• **YOUR INSTRUCTIONS**
Pull every line with "String" from the data.
── SUPPLIED RECORDS ──
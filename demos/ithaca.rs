#![allow(missing_docs, clippy::unwrap_used)]
use chrono::{NaiveDate, TimeZone};
use chrono_tz::US::Eastern;
use sun_moon::{AstronomicalCalculator, EventName, Location, NameFilter};

fn main() -> Result<(), Box<dyn std::error::Error>> {
    env_logger::init();

    // Ithaca, NY coordinates
    let ithaca = Location::new(42.431964, -76.501656)?;
    let date = NaiveDate::from_ymd_opt(2020, 10, 1).ok_or("Invalid date")?;
    let config = sun_moon::CalculatorConfig::default().with_result_times_local(true);
    let mut calculator = AstronomicalCalculator::with_config(config)?;

    println!("Sun and Moon - Ithaca, NY");
    println!("Location: {:.5}°N, {:.5}°W", ithaca.latitude(), ithaca.longitude().abs());
    println!("Date: {}", date.format("%B %d, %Y"));
    println!("{:=<60}", "");

    println!("Solar day:");
    for event in calculator.get_solar_events(&ithaca, Eastern, date, &NameFilter::All, true)? {
        println!("  {:<18} {}", event.name, event.time.format("%H:%M:%S %Z"));
    }
    println!();

    println!("Solar night:");
    for event in calculator.get_solar_events(&ithaca, Eastern, date, &NameFilter::All, false)? {
        println!("  {:<18} {}", event.name, event.time.format("%b %d %H:%M:%S %Z"));
    }
    println!();

    if let Some(sunrise) = calculator.get_solar_event_time(&ithaca, Eastern, date, EventName::Sunrise, true)? {
        let position = calculator.get_solar_position(&ithaca, Eastern, &sunrise);
        println!("Sun at sunrise: altitude {:.2}°, azimuth {:.2}°", position.altitude, position.azimuth);
    }
    println!();

    println!("Hourly:");
    for hour in (0..24).step_by(2) {
        let at = Eastern.with_ymd_and_hms(2020, 10, 1, hour, 0, 0).unwrap();
        let period = calculator.get_solar_period_name(&ithaca, Eastern, &at)?;
        let sun = calculator.get_solar_position(&ithaca, Eastern, &at);
        let moon = calculator.get_lunar_position(&ithaca, Eastern, &at);
        let illumination = calculator.get_lunar_illumination(&ithaca, Eastern, &at);
        let solar_date = calculator.get_solar_date(&ithaca, Eastern, &at, true)?;
        println!(
            "  {:02}:00  {:<30} sun {:>6.2}°  moon {:>6.2}° ({:>3.0}% lit)  solar date {}",
            hour,
            period,
            sun.altitude,
            moon.altitude,
            illumination * 100.0,
            solar_date
        );
    }

    Ok(())
}
//! Names for twilight-band and transit-parity transitions.

use crate::search::Transition;
use crate::types::EventName;
use crate::CalculationError;

/// Altitudes (degrees) that split bands 1 to 3 into their dawn and dusk halves.
///
/// Entering a band from below happens at its lower edge, from above at its upper edge;
/// each value sits between the two.
const DAWN_DUSK_SPLIT: [f64; 3] = [-15.0, -9.0, -3.0];

/// Name of a twilight transition.
///
/// `previous` is the band before the change. For the first transition of a search
/// window it is unknown (`None`) and the name is inferred from the new band, consulting
/// `altitude` (the solar altitude at the transition) only for bands 1 to 3.
///
/// # Errors
///
/// [`CalculationError::UnexpectedTransition`] if the pair of bands is not adjacent.
pub(crate) fn name_twilight_transition<F>(
    previous: Option<u8>,
    code: u8,
    altitude: F,
) -> Result<EventName, CalculationError>
where
    F: FnOnce() -> f64,
{
    let Some(previous) = previous else {
        return first_twilight_name(code, altitude);
    };
    let name = match (previous, code) {
        (0, 1) => EventName::AstronomicalDawn,
        (1, 2) => EventName::NauticalDawn,
        (2, 3) => EventName::CivilDawn,
        (3, 4) => EventName::Sunrise,
        (4, 3) => EventName::Sunset,
        (3, 2) => EventName::CivilDusk,
        (2, 1) => EventName::NauticalDusk,
        (1, 0) => EventName::AstronomicalDusk,
        (from, to) => {
            log::warn!("twilight band jumped from {from} to {to}");
            return Err(CalculationError::UnexpectedTransition { from, to });
        }
    };
    Ok(name)
}

fn first_twilight_name<F>(code: u8, altitude: F) -> Result<EventName, CalculationError>
where
    F: FnOnce() -> f64,
{
    let name = match code {
        0 => EventName::AstronomicalDusk,
        4 => EventName::Sunrise,
        1..=3 => {
            let rising = altitude() < DAWN_DUSK_SPLIT[usize::from(code - 1)];
            match (code, rising) {
                (1, true) => EventName::AstronomicalDawn,
                (1, false) => EventName::NauticalDusk,
                (2, true) => EventName::NauticalDawn,
                (2, false) => EventName::CivilDusk,
                (3, true) => EventName::CivilDawn,
                _ => EventName::Sunset,
            }
        }
        to => {
            log::warn!("twilight band {to} out of range");
            return Err(CalculationError::UnexpectedTransition { from: u8::MAX, to });
        }
    };
    Ok(name)
}

/// Names a whole run of twilight transitions, chaining each code into the next lookup.
pub(crate) fn name_twilight_transitions<F>(
    transitions: &[Transition],
    mut altitude_at: F,
) -> Result<Vec<EventName>, CalculationError>
where
    F: FnMut(&Transition) -> f64,
{
    let mut previous = None;
    transitions
        .iter()
        .map(|transition| {
            let name = name_twilight_transition(previous, transition.code, || altitude_at(transition))?;
            previous = Some(transition.code);
            Ok(name)
        })
        .collect()
}

/// Solar Noon when the Sun moves west of the meridian, Solar Midnight when it moves east.
pub(crate) fn name_transit(code: u8) -> EventName {
    if code == 1 {
        EventName::SolarNoon
    } else {
        EventName::SolarMidnight
    }
}

#[cfg(test)]
mod tests {
    use super::*;

    fn unused_altitude() -> f64 {
        f64::NAN
    }

    #[test]
    fn adjacent_pairs_name_both_directions() {
        let rising = [(0, 1), (1, 2), (2, 3), (3, 4)];
        let names = rising
            .iter()
            .map(|&(from, to)| name_twilight_transition(Some(from), to, unused_altitude))
            .collect::<Result<Vec<_>, _>>();
        assert_eq!(
            names,
            Ok(vec![
                EventName::AstronomicalDawn,
                EventName::NauticalDawn,
                EventName::CivilDawn,
                EventName::Sunrise
            ])
        );

        assert_eq!(name_twilight_transition(Some(4), 3, unused_altitude), Ok(EventName::Sunset));
        assert_eq!(name_twilight_transition(Some(1), 0, unused_altitude), Ok(EventName::AstronomicalDusk));
    }

    #[test]
    fn jumps_are_internal_errors() {
        assert_eq!(
            name_twilight_transition(Some(1), 3, unused_altitude),
            Err(CalculationError::UnexpectedTransition { from: 1, to: 3 })
        );
        assert_eq!(
            name_twilight_transition(Some(2), 2, unused_altitude),
            Err(CalculationError::UnexpectedTransition { from: 2, to: 2 })
        );
    }

    #[test]
    fn first_transition_into_extreme_bands_ignores_altitude() {
        assert_eq!(name_twilight_transition(None, 0, unused_altitude), Ok(EventName::AstronomicalDusk));
        assert_eq!(name_twilight_transition(None, 4, unused_altitude), Ok(EventName::Sunrise));
    }

    #[test]
    fn first_transition_into_middle_bands_uses_altitude() {
        assert_eq!(name_twilight_transition(None, 1, || -18.0), Ok(EventName::AstronomicalDawn));
        assert_eq!(name_twilight_transition(None, 1, || -12.0), Ok(EventName::NauticalDusk));
        assert_eq!(name_twilight_transition(None, 2, || -12.0), Ok(EventName::NauticalDawn));
        assert_eq!(name_twilight_transition(None, 2, || -6.0), Ok(EventName::CivilDusk));
        assert_eq!(name_twilight_transition(None, 3, || -6.0), Ok(EventName::CivilDawn));
        assert_eq!(name_twilight_transition(None, 3, || -0.8333), Ok(EventName::Sunset));
    }

    #[test]
    fn runs_chain_the_previous_code() {
        let time = chrono::DateTime::UNIX_EPOCH;
        let transitions: Vec<_> = [3u8, 2, 1, 0]
            .into_iter()
            .map(|code| Transition { time, code })
            .collect();
        let names = name_twilight_transitions(&transitions, |_| -0.8333);
        assert_eq!(
            names,
            Ok(vec![
                EventName::Sunset,
                EventName::CivilDusk,
                EventName::NauticalDusk,
                EventName::AstronomicalDusk
            ])
        );
    }

    #[test]
    fn transit_codes_name_noon_and_midnight() {
        assert_eq!(name_transit(1), EventName::SolarNoon);
        assert_eq!(name_transit(0), EventName::SolarMidnight);
    }
}
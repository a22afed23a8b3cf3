//! Property tests over random locations and dates.
//!
//! Each location is paired with the fixed-offset zone nearest its mean solar time, so
//! civil midnight stays within half an hour of solar midnight. Latitudes poleward of
//! 60° get their own block, where twilight bands may be skipped for months.

use std::collections::BTreeSet;

use chrono::{DateTime, NaiveDate, TimeDelta, Utc};
use chrono_tz::Tz;
use proptest::prelude::*;

use super::zone_for_longitude;
use crate::{EventName, Location, NameFilter, SolarPeriod, SunMoon};

prop_compose! {
    fn arb_location()(latitude in -60.0f64..60.0, longitude in -180.0f64..180.0) -> Location {
        Location::new(latitude, longitude).unwrap()
    }
}

prop_compose! {
    fn arb_high_latitude_location()(
        magnitude in 60.0f64..89.999,
        north in any::<bool>(),
        longitude in -180.0f64..180.0,
    ) -> Location {
        let latitude = if north { magnitude } else { -magnitude };
        Location::new(latitude, longitude).unwrap()
    }
}

prop_compose! {
    fn arb_date()(year in 1950i32..2050, month in 1u32..=12, day in 1u32..=28) -> NaiveDate {
        NaiveDate::from_ymd_opt(year, month, day).unwrap()
    }
}

fn context(location: Location) -> SunMoon {
    SunMoon::new(location, zone_for_longitude(location.longitude()), false).unwrap()
}

fn utc(time: &DateTime<Tz>) -> DateTime<Utc> {
    time.with_timezone(&Utc)
}

proptest! {
    #![proptest_config(ProptestConfig::with_cases(24))]

    #[test]
    fn events_are_ordered_and_bracketed_by_two_transits(
        location in arb_location(),
        date in arb_date(),
        day in any::<bool>(),
    ) {
        let mut sun_moon = context(location);
        let events = sun_moon.get_solar_events(date, &NameFilter::All, day).unwrap();

        for pair in events.windows(2) {
            prop_assert!(
                pair[0].time < pair[1].time,
                "events out of order at ({}, {}) on {date}: {:?}",
                location.latitude(), location.longitude(), pair
            );
        }

        let transits: Vec<EventName> = events
            .iter()
            .filter(|event| event.name.is_transit())
            .map(|event| event.name)
            .collect();
        let expected = if day {
            vec![EventName::SolarMidnight, EventName::SolarNoon]
        } else {
            vec![EventName::SolarNoon, EventName::SolarMidnight]
        };
        prop_assert_eq!(transits, expected);
        prop_assert_eq!(events.first().map(|event| event.name.is_transit()), Some(true));

        let names: BTreeSet<EventName> = events.iter().map(|event| event.name).collect();
        prop_assert_eq!(names.len(), events.len(), "a name appears twice: {:?}", events);
    }

    #[test]
    fn instants_between_events_belong_to_their_solar_day(
        location in arb_location(),
        date in arb_date(),
        day in any::<bool>(),
    ) {
        let mut sun_moon = context(location);
        let events = sun_moon.get_solar_events(date, &NameFilter::All, day).unwrap();

        for pair in events.windows(2) {
            let middle = utc(&pair[0].time) + (utc(&pair[1].time) - utc(&pair[0].time)) / 2;
            prop_assert_eq!(sun_moon.get_solar_date(&middle, day).unwrap(), date);
        }
    }

    #[test]
    fn every_instant_has_a_period(
        location in arb_location(),
        date in arb_date(),
        minutes in 0i64..1440,
    ) {
        let sun_moon = context(location);
        let midnight = date.and_hms_opt(0, 0, 0).unwrap().and_utc();
        let at = midnight + TimeDelta::minutes(minutes);

        let period = sun_moon.get_solar_period_name(&at).unwrap();
        prop_assert!(SolarPeriod::ALL.contains(&period));

        let altitude = sun_moon.get_solar_positions(&[at])[0].altitude;
        if altitude >= -0.8333 {
            prop_assert_eq!(period, SolarPeriod::Day);
        } else if altitude < -18.0 {
            prop_assert_eq!(period, SolarPeriod::Night);
        }
    }

    #[test]
    fn vector_queries_match_scalar_queries(
        location in arb_location(),
        date in arb_date(),
        offsets in prop::collection::vec(0i64..86_400, 1..6),
    ) {
        let mut sun_moon = context(location);
        let start = date.and_hms_opt(0, 0, 0).unwrap().and_utc();
        let times: Vec<DateTime<Utc>> = offsets
            .iter()
            .map(|seconds| start + TimeDelta::seconds(*seconds))
            .collect();

        let solar = sun_moon.get_solar_positions(&times);
        let lunar = sun_moon.get_lunar_positions(&times);
        let illuminations = sun_moon.get_lunar_illuminations(&times);
        let periods = sun_moon.get_solar_period_names(&times).unwrap();
        let dates = sun_moon.get_solar_dates(&times, true).unwrap();

        prop_assert_eq!(solar.len(), times.len());
        for (i, at) in times.iter().enumerate() {
            prop_assert_eq!(solar[i], sun_moon.get_solar_position(at));
            prop_assert_eq!(lunar[i], sun_moon.get_lunar_position(at));
            prop_assert_eq!(illuminations[i], sun_moon.get_lunar_illumination(at));
            prop_assert_eq!(periods[i], sun_moon.get_solar_period_name(at).unwrap());
            prop_assert_eq!(dates[i], sun_moon.get_solar_date(at, true).unwrap());
        }
    }
}

proptest! {
    #![proptest_config(ProptestConfig::with_cases(64))]

    #[test]
    fn filtered_events_are_a_subset_of_all_events(
        location in arb_location(),
        date in arb_date(),
        mask in 0u16..1024,
    ) {
        let mut sun_moon = context(location);
        let all = sun_moon.get_solar_events(date, &NameFilter::All, true).unwrap();

        let wanted: BTreeSet<EventName> = EventName::ALL
            .iter()
            .enumerate()
            .filter(|(i, _)| mask & (1 << i) != 0)
            .map(|(_, name)| *name)
            .collect();
        let filter = NameFilter::from(wanted.clone());
        let filtered = sun_moon.get_solar_events(date, &filter, true).unwrap();

        let expected: Vec<_> = all.into_iter().filter(|event| wanted.contains(&event.name)).collect();
        prop_assert_eq!(filtered, expected);
    }
}

proptest! {
    #![proptest_config(ProptestConfig::with_cases(32))]

    #[test]
    fn high_latitude_days_and_nights_are_well_formed(
        location in arb_high_latitude_location(),
        year in 2000i32..2040,
        ordinal in 1u32..=365,
        day in any::<bool>(),
    ) {
        let date = NaiveDate::from_yo_opt(year, ordinal).unwrap();
        let mut sun_moon = context(location);
        let events = sun_moon.get_solar_events(date, &NameFilter::All, day).unwrap();

        for pair in events.windows(2) {
            prop_assert!(
                pair[0].time < pair[1].time,
                "events out of order at ({}, {}) on {date}: {:?}",
                location.latitude(), location.longitude(), pair
            );
        }

        let names: BTreeSet<EventName> = events.iter().map(|event| event.name).collect();
        prop_assert_eq!(names.len(), events.len(), "a name appears twice: {:?}", events);

        let transits: Vec<EventName> = events
            .iter()
            .filter(|event| event.name.is_transit())
            .map(|event| event.name)
            .collect();
        let expected = if day {
            vec![EventName::SolarMidnight, EventName::SolarNoon]
        } else {
            vec![EventName::SolarNoon, EventName::SolarMidnight]
        };
        prop_assert_eq!(transits, expected);

        let midnight = date.and_hms_opt(0, 0, 0).unwrap().and_utc();
        for hour in (0..24).step_by(3) {
            let at = midnight + TimeDelta::hours(hour);
            let period = sun_moon.get_solar_period_name(&at);
            prop_assert!(
                period.is_ok(),
                "no period at ({}, {}) at {at}: {:?}",
                location.latitude(), location.longitude(), period
            );
        }
        for event in &events {
            prop_assert!(sun_moon.get_solar_period_name(&utc(&event.time)).is_ok());
        }
    }
}
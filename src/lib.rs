//! # Sun Moon
//!
//! Solar and lunar positions, twilight events, solar dates and solar periods for any
//! location on Earth.
//!
//! The crate answers questions such as "when is civil dawn in Ithaca on 1 October 2020",
//! "which solar day does this recording belong to" or "is this instant morning or evening
//! nautical twilight". Event times come from a discrete search over the Sun's twilight
//! band (night, astronomical, nautical, civil, day) and its side of the meridian, so
//! they are found by bisection against the ephemeris rather than by closed-form
//! approximations.
//!
//! ## Basic Usage
//!
//! ```
//! use chrono::{NaiveDate, TimeZone};
//! use chrono_tz::US::Eastern;
//! use sun_moon::{AstronomicalCalculator, EventName, Location, NameFilter};
//!
//! let mut calculator = AstronomicalCalculator::new();
//! let ithaca = Location::new(42.431964, -76.501656).unwrap();
//! let date = NaiveDate::from_ymd_opt(2020, 10, 1).unwrap();
//!
//! // Events of the solar day: from the solar midnight opening it through its noon
//! // and evening twilight.
//! let events = calculator
//!     .get_solar_events(&ithaca, Eastern, date, &NameFilter::All, true)
//!     .unwrap();
//! for event in &events {
//!     println!("{:<18} {}", event.name, event.time);
//! }
//!
//! let sunrise = calculator
//!     .get_solar_event_time(&ithaca, Eastern, date, EventName::Sunrise, true)
//!     .unwrap();
//! assert!(sunrise.is_some());
//!
//! // Where the Sun is at that moment
//! let at = Eastern.with_ymd_and_hms(2020, 10, 1, 12, 0, 0).unwrap();
//! let position = calculator.get_solar_position(&ithaca, Eastern, &at);
//! println!("altitude {:.2}°, azimuth {:.2}°", position.altitude, position.azimuth);
//! ```
//!
//! Positions come from the built-in analytic [`Ephemeris`]; any other source can be
//! plugged in through [`PositionProvider`].

mod cache;
mod calculator;
mod config;
mod ephemeris;
mod geo;
mod math;
mod moon;
mod naming;
mod period;
mod search;
mod sun;
mod sun_moon;
mod time;
mod types;


use thiserror::Error;

pub use calculator::AstronomicalCalculator;
pub use config::CalculatorConfig;
pub use ephemeris::{Body, Ephemeris, Position, PositionProvider};
pub use search::{find_discrete, transit_parity, twilight_band, Transition, TWILIGHT_THRESHOLDS};
pub use sun_moon::SunMoon;
pub use time::{get_delta_t, parse_instant};
pub use types::{Event, EventName, Location, NameFilter, SolarPeriod};

/// Errors that can occur during solar and lunar calculations.
///
/// Usage errors (`NaiveInstant`, `UnknownEventName`, `UnknownPeriodName`,
/// `InvalidInterval`, `InvalidConfig`) and input validation errors are the caller's to
/// fix. `PolarLocation` marks queries that have no answer exactly at a pole.
/// `TransitCount` and `UnexpectedTransition` mean the event search broke an invariant
/// and its result cannot be trusted.
#[derive(Error, Debug, Clone, PartialEq, Eq)]
pub enum CalculationError {
    /// A timestamp without a UTC offset
    #[error("Timestamp {0:?} has no UTC offset")]
    NaiveInstant(String),

    /// Not one of the ten event names
    #[error("Unknown event name {0:?}")]
    UnknownEventName(String),

    /// Not one of the eight solar period names
    #[error("Unknown solar period {0:?}")]
    UnknownPeriodName(String),

    /// Interval start not before its end, or a non-positive search step
    #[error("Interval start must be before its end")]
    InvalidInterval,

    /// A configuration value outside its valid range
    #[error("Invalid configuration: {0}")]
    InvalidConfig(&'static str),

    /// Latitude out of valid range [-90, 90] degrees
    #[error("Latitude out of range")]
    LatitudeOutOfRange,

    /// Longitude out of valid range [-180, 180] degrees
    #[error("Longitude out of range")]
    LongitudeOutOfRange,

    /// Error converting between time representations
    #[error("Time conversion error")]
    TimeConversionError,

    /// Date, event and period queries are undefined at |latitude| = 90
    #[error("{operation} is undefined at the poles")]
    PolarLocation { operation: &'static str },

    /// The transit search window did not contain exactly three transits
    #[error("Expected 3 solar transits in the search window, found {found}")]
    TransitCount { found: usize },

    /// The twilight band changed between non-adjacent bands
    #[error("Unexpected twilight band transition {from} -> {to}")]
    UnexpectedTransition { from: u8, to: u8 },
}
───
• **EXERCISE OUTPUT**
    NaiveInstant(String),
    UnknownEventName(String),
    UnknownPeriodName(String),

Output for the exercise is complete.